É o caso de José Borges de Brito, conhecido como Valdez, produtor de alho-semente livre de vírus na região de Cristópolis (BA). Ele destaca que a tecnologia foi muito bem aceita na região por conta dos bons resultados e do aumento da rentabilidade das famílias. “Hoje eu tenho a minha renda e mantenho minha família tranquilo, sem precisar ir buscar um emprego lá fora. Essa é uma tecnologia que mantém a gente na roça”, assinala.
“Antes, a minha produtividade era de 3 a 3,5 toneladas por hectare usando o alho infectado sem nenhuma tecnologia, nenhum acompanhamento. Hoje, trabalhando com o alho-semente livre de vírus, estou produzindo de 15 a 16 toneladas por hectare. Foi um avanço muito grande”, comemora.
O cultivo de alho
Por conta de sua capacidade de melhorar o armazenamento e a conservação de outros alimentos – e do seu poder medicinal no tratamento de várias doenças –, o alho fazia parte do cardápio da tripulação das caravelas portuguesas. E assim ele desembarcou no Brasil já na época da chegada dos europeus, e nos dias de hoje está presente em praticamente todas as cozinhas do País.

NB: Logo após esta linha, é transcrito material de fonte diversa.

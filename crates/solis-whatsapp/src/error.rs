use thiserror::Error;

#[derive(Debug, Error)]
pub enum GatewayError {
    #[error("HTTP error: {0}")]
    Http(#[from] reqwest::Error),

    #[error("gateway API error ({status}): {message}")]
    Api { status: u16, message: String },

    #[error("gateway response missing field: {0}")]
    Shape(String),

    #[error("send deadline exceeded for {phone}")]
    Deadline { phone: String },
}

impl GatewayError {
    /// Worth another attempt? Network flakes, timeouts and 5xx are; 4xx is not.
    pub fn is_retryable(&self) -> bool {
        match self {
            GatewayError::Http(e) => e.is_timeout() || e.is_connect() || e.is_request(),
            GatewayError::Api { status, .. } => *status >= 500 || *status == 429,
            GatewayError::Shape(_) => false,
            GatewayError::Deadline { .. } => false,
        }
    }
}

pub type Result<T> = std::result::Result<T, GatewayError>;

Em solo brasileiro, ficou por mais de quatro séculos restrito ao plantio de fundo de quintal, cultivado em pequena quantidade para suprir a demanda familiar. Somente em meados do século XX o cultivo começou a expandir-se comercialmente, ganhando importância econômica no País.

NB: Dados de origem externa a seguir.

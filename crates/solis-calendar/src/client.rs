//! Typed client for the external calendar provider.
//!
//! CRUD on events with attendee lists. Every call carries a 10 s deadline and
//! one retry on transient failures.

use std::time::Duration;

use chrono::{DateTime, Utc};
use serde::Deserialize;
use tracing::{debug, warn};

use solis_core::backoff::Backoff;

use crate::error::{CalendarError, Result};
use crate::types::{EventDraft, EventPatch, ExternalEvent};

const CALL_TIMEOUT: Duration = Duration::from_secs(10);
const CALL_RETRIES: u32 = 1;

pub struct CalendarClient {
    client: reqwest::Client,
    base_url: String,
    api_key: String,
    calendar_id: String,
    backoff: Backoff,
}

#[derive(Debug, Deserialize)]
struct EventList {
    #[serde(default)]
    items: Vec<ExternalEvent>,
}

impl CalendarClient {
    pub fn new(base_url: &str, api_key: &str, calendar_id: &str) -> Self {
        Self {
            client: reqwest::Client::new(),
            base_url: base_url.trim_end_matches('/').to_string(),
            api_key: api_key.to_string(),
            calendar_id: calendar_id.to_string(),
            backoff: Backoff::default(),
        }
    }

    fn events_url(&self) -> String {
        format!("{}/calendars/{}/events", self.base_url, self.calendar_id)
    }

    pub async fn list_events(
        &self,
        from: DateTime<Utc>,
        to: DateTime<Utc>,
    ) -> Result<Vec<ExternalEvent>> {
        let url = self.events_url();
        let resp = self
            .with_retry(|| {
                self.client
                    .get(&url)
                    .bearer_auth(&self.api_key)
                    .query(&[
                        ("timeMin", from.to_rfc3339()),
                        ("timeMax", to.to_rfc3339()),
                    ])
                    .timeout(CALL_TIMEOUT)
            })
            .await?;
        let list: EventList = resp.json().await?;
        Ok(list.items)
    }

    pub async fn create_event(&self, draft: &EventDraft) -> Result<ExternalEvent> {
        let url = self.events_url();
        debug!(summary = %draft.summary, start = %draft.start, "calendar: create event");
        let resp = self
            .with_retry(|| {
                self.client
                    .post(&url)
                    .bearer_auth(&self.api_key)
                    .timeout(CALL_TIMEOUT)
                    .json(draft)
            })
            .await?;
        Ok(resp.json().await?)
    }

    pub async fn update_event(&self, id: &str, patch: &EventPatch) -> Result<ExternalEvent> {
        let url = format!("{}/{}", self.events_url(), id);
        let resp = self
            .with_retry(|| {
                self.client
                    .patch(&url)
                    .bearer_auth(&self.api_key)
                    .timeout(CALL_TIMEOUT)
                    .json(patch)
            })
            .await?;
        Ok(resp.json().await?)
    }

    pub async fn delete_event(&self, id: &str) -> Result<()> {
        let url = format!("{}/{}", self.events_url(), id);
        let resp = self
            .client
            .delete(&url)
            .bearer_auth(&self.api_key)
            .timeout(CALL_TIMEOUT)
            .send()
            .await?;
        // Deleting an already-gone event is fine.
        if resp.status().as_u16() == 404 {
            return Ok(());
        }
        check(resp).await?;
        Ok(())
    }

    async fn with_retry<F>(&self, build: F) -> Result<reqwest::Response>
    where
        F: Fn() -> reqwest::RequestBuilder,
    {
        let mut last: Option<CalendarError> = None;
        for attempt in 0..=CALL_RETRIES {
            let result = match build().send().await {
                Ok(resp) => check(resp).await,
                Err(e) => Err(CalendarError::Http(e)),
            };
            match result {
                Ok(resp) => return Ok(resp),
                Err(e) if e.is_retryable() && attempt < CALL_RETRIES => {
                    warn!(attempt, error = %e, "calendar call failed, retrying");
                    tokio::time::sleep(self.backoff.delay(attempt)).await;
                    last = Some(e);
                }
                Err(e) => return Err(e),
            }
        }
        Err(last.unwrap_or(CalendarError::NotConfigured))
    }
}

async fn check(resp: reqwest::Response) -> Result<reqwest::Response> {
    let status = resp.status();
    if status.is_success() {
        return Ok(resp);
    }
    let message = resp.text().await.unwrap_or_default();
    Err(CalendarError::Api {
        status: status.as_u16(),
        message,
    })
}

Tecnologia já é de domínio público
A tecnologia de produção do alho-semente livre de vírus é de domínio público há alguns anos. Existem empresas privadas, grupos de agricultores e grandes agricultores que já contam com toda estrutura de produção, desde laboratórios à aclimatação, casas de vegetação, telados e campos de produção.
A base dessa tecnologia foi gerada não só pela Embrapa, mas também por universidades e outras instituições de pesquisa. A tecnologia também é usada em outros países, mas com protocolos ligeiramente diferenciados de acordo com a realidade de cada local e com o tipo de alho e cultivares utilizadas.
Em busca da autossuficiência
O consumo nacional do alho é de, aproximadamente, 350 mil toneladas, sendo 40% importados e 60% produzidos em território nacional. Em 2019, o País consumiu 296.912 toneladas (1% do total mundial), sendo aproximadamente 165 mil toneladas produzidas nacionalmente e o restante (131.912 toneladas) adquirido principalmente de China, Argentina, Espanha e Egito.
As regiões Sudeste, Sul e Centro-Oeste são as principais produtoras no País. Nessas regiões destacam-se os estados de Minas Gerais, que responde por 50% da produção nacional, enquanto Goiás, Distrito Federal e Bahia são responsáveis por 30% dessa produção. Na Região Sul, destacam-se Rio Grande do Sul e Santa Catarina, com 20% da produção brasileira.
Mas ainda existe potencial de crescimento da demanda por produtos processados e diferenciados a partir do alho, tais como alho negro (defumado), chips de alho para saladas, pastas e cremes, entre outros.
Em busca da autossuficiência na produção de alho, alguns desafios ainda devem ser enfrentados pela ciência brasileira, como a mecanização do plantio e da colheita; pesquisa com ênfase no manejo fitossanitário; desenvolvimento e recomendação de novas cultivares; pesquisa em manejo de solos; e ajustes na tecnologia de vernalização de sementes visando ao aumento de produtividade, expansão das áreas de produção para outras regiões do Brasil e melhora da resposta da cultura às condições climáticas adversas.